A Bacteriophage

is a virus that infects bacteria and sometimes destroys them by lysis, or dissolution of the cell. Bacteriophages, or phages, have a head composed of protein, an inner core of nucleic acid (either deoxyribonucleic acid (DNA) or ribonucleic acid [RNA]))  and a hollow protein tail. A particular phage can usually infect only one or a few related species of bacteria.

A phage infects a bacterial cell by first attaching to the bacterial cell wall by its tail. The tail is generally a complex protein structure consisting of a hollow contractile sheath, with a plate at the base that contains long protein fibers. The tail fibers fix the base plate to the specific receptor site on the bacterial cell wall, and the tail sheath contracts like a syringe, forcing the DNA that is inside the virus through the cell wall and cell membrane. The entire virus protein coat remains outside the bacterium.

The injected nucleic acid is the viral genetic material; it makes use of the bacterium's chemical energy and biosynthetic machinery to produce viral enzymes, as well as more phage nucleic acid. The viral proteins and nucleic acid molecules within the bacterial host assemble spontaneously into up to a hundred new phage particles. Eventually the bacterium lyses, releasing the particles. Lysis can be readily observed in bacteria growing on a solid medium, where groups of lysed cells appear as clear areas, or plaques.

Some DNA phages, called temperate phages, only lyse a small fraction of bacterial cells; in the remaining majority of the bacteria, the phage DNA becomes integrated into the bacterial chromosome and replicates along with it. In this state, known as lysogeny, the information contained in the viral nucleic acid is not expressed. A lysogenic bacterial culture can be treated with radiation or mutagens, inducing the cells to begin producing viruses and lyse. Lysogenic phages resemble bacterial genetic particles known as episomes. Incorporated phage genes are sometimes the source of the virulence of disease-causing bacteria.

The bacteriophage was discovered independently by the microbiologists F. W. Twort (1915) and Félix d'Hérelle (1917). The phages have been much used in the study of bacterial genetics and cellular control mechanisms largely because the bacterial hosts are so easily grown and infected with phage in the laboratory. Phages were also used in an attempt to destroy bacteria that cause epidemic diseases, but this approach was largely abandoned in the 1940s when antibacterial drugs became available. The possibility of "phage therapy" has recently attracted new interest among medical researchers, however, owing to the increasing threat posed by drug-resistant bacteria.

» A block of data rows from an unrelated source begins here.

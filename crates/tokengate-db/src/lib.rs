//! # tokengate-db
//!
//! Database layer implementing the store traits with PostgreSQL via SQLx.
//!
//! ## Overview
//!
//! - Connection pool management
//! - Schema bootstrap
//! - Database models with SQLx `FromRow` derives
//! - Model → entity mappers
//! - `PgUserRepository` and `PgSessionStore`
//!
//! ## Usage
//!
//! ```rust,ignore
//! use tokengate_db::{apply_schema, create_pool, DatabaseConfig, PgSessionStore};
//!
//! async fn example() -> Result<(), Box<dyn std::error::Error>> {
//!     let pool = create_pool(&DatabaseConfig::default()).await?;
//!     apply_schema(&pool).await?;
//!     let sessions = PgSessionStore::new(pool);
//!     Ok(())
//! }
//! ```

pub mod mappers;
pub mod models;
pub mod pool;
pub mod repositories;
pub mod schema;

// Re-export commonly used types
pub use pool::{create_pool, DatabaseConfig, PgPool};
pub use repositories::{PgSessionStore, PgUserRepository};
pub use schema::apply_schema;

Bacteriophage: Also called Phage or Bacterial Viruses, bacteriophage are any of a group of viruses that infect bacteria. Bacteriophages were discovered independently by Frederick W. Twort in Great Britain (1915) and Félix d'Hérelle in France (1917). d'Hérelle coined the term bacteriophage, meaning "bacteria eater," to describe the agent's bacteriocidal ability. Like all viruses, phages are simple organisms that consist of a core of genetic material (nucleic acid) surrounded by a protein capsid. The nucleic acid may be either DNA or RNA and may be double-stranded or single-stranded. There are three basic structural forms of phage: an icosahedral (twenty-sided) head with a tail, an icosahedral head without a tail, and a filamentous form.

During infection a phage attaches to a bacterium and inserts its genetic material into the cell. After this a phage follows one of two life cycles, lytic (virulent) or lysogenic (temperate). Lytic phages take over the machinery of the cell to make phage components. They then destroy, or lyse, the cell, releasing new phage particles. Lysogenic phages incorporate their nucleic acid into the chromosome of the host cell and replicate with it as a unit without destroying the cell. Under certain conditions lysogenic phages can be induced to follow a lytic cycle.

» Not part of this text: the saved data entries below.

//! OpenAPI document and Swagger UI mount points

use tokengate_service::dto::{
    HealthResponse, LoginRequest, LogoutRequest, MessageResponse, RefreshTokenRequest,
    SignupRequest, TokenResponse, UserResponse,
};
use utoipa::openapi::security::{ApiKey, ApiKeyValue, HttpAuthScheme, HttpBuilder, SecurityScheme};
use utoipa::{Modify, OpenApi};

use crate::cookies::ACCESS_TOKEN_COOKIE;
use crate::handlers::{auth, health, users};

/// Swagger UI location
pub const DOCS_PATH: &str = "/api/docs";
/// Generated OpenAPI document location
pub const OPENAPI_PATH: &str = "/api/openapi.json";

#[derive(OpenApi)]
#[openapi(
    info(title = "tokengate", description = "Username/password authentication with JWT sessions"),
    paths(
        health::root,
        health::health_check,
        auth::signup,
        auth::signin,
        auth::refresh,
        auth::logout,
        users::me,
    ),
    components(schemas(
        SignupRequest,
        LoginRequest,
        RefreshTokenRequest,
        LogoutRequest,
        MessageResponse,
        HealthResponse,
        TokenResponse,
        UserResponse,
    )),
    modifiers(&SecurityAddon),
    tags(
        (name = "health", description = "Liveness"),
        (name = "auth", description = "Signup, signin, refresh and logout"),
        (name = "users", description = "Authenticated user profile"),
    )
)]
pub struct ApiDoc;

/// Registers the two ways a caller can present an access token
struct SecurityAddon;

impl Modify for SecurityAddon {
    fn modify(&self, openapi: &mut utoipa::openapi::OpenApi) {
        let components = openapi.components.get_or_insert_with(Default::default);
        components.add_security_scheme(
            "bearer",
            SecurityScheme::Http(
                HttpBuilder::new()
                    .scheme(HttpAuthScheme::Bearer)
                    .bearer_format("JWT")
                    .build(),
            ),
        );
        components.add_security_scheme(
            "access_cookie",
            SecurityScheme::ApiKey(ApiKey::Cookie(ApiKeyValue::new(ACCESS_TOKEN_COOKIE))),
        );
    }
}
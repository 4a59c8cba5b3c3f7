//! Root and health check handlers

use axum::Json;
use tokengate_service::dto::{HealthResponse, MessageResponse};

/// Service greeting
///
/// GET /
#[utoipa::path(
    get,
    path = "/",
    tag = "health",
    responses((status = 200, description = "Greeting", body = MessageResponse))
)]
pub async fn root() -> Json<MessageResponse> {
    Json(MessageResponse::new("Hello World"))
}

/// Basic health check (liveness)
///
/// GET /health
#[utoipa::path(
    get,
    path = "/health",
    tag = "health",
    responses((status = 200, description = "Service is up", body = HealthResponse))
)]
pub async fn health_check() -> Json<HealthResponse> {
    Json(HealthResponse::healthy())
}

Soon after making their discovery, Twort and d'Hérelle began to use phages in treating human bacterial diseases such as bubonic plague and cholera. Phage therapy was not successful, and after the discovery of antibiotics in the 1940s it was virtually abandoned. With the rise of drug-resistant bacteria in the 1990s, however, the therapeutic potential of phages has received renewed attention.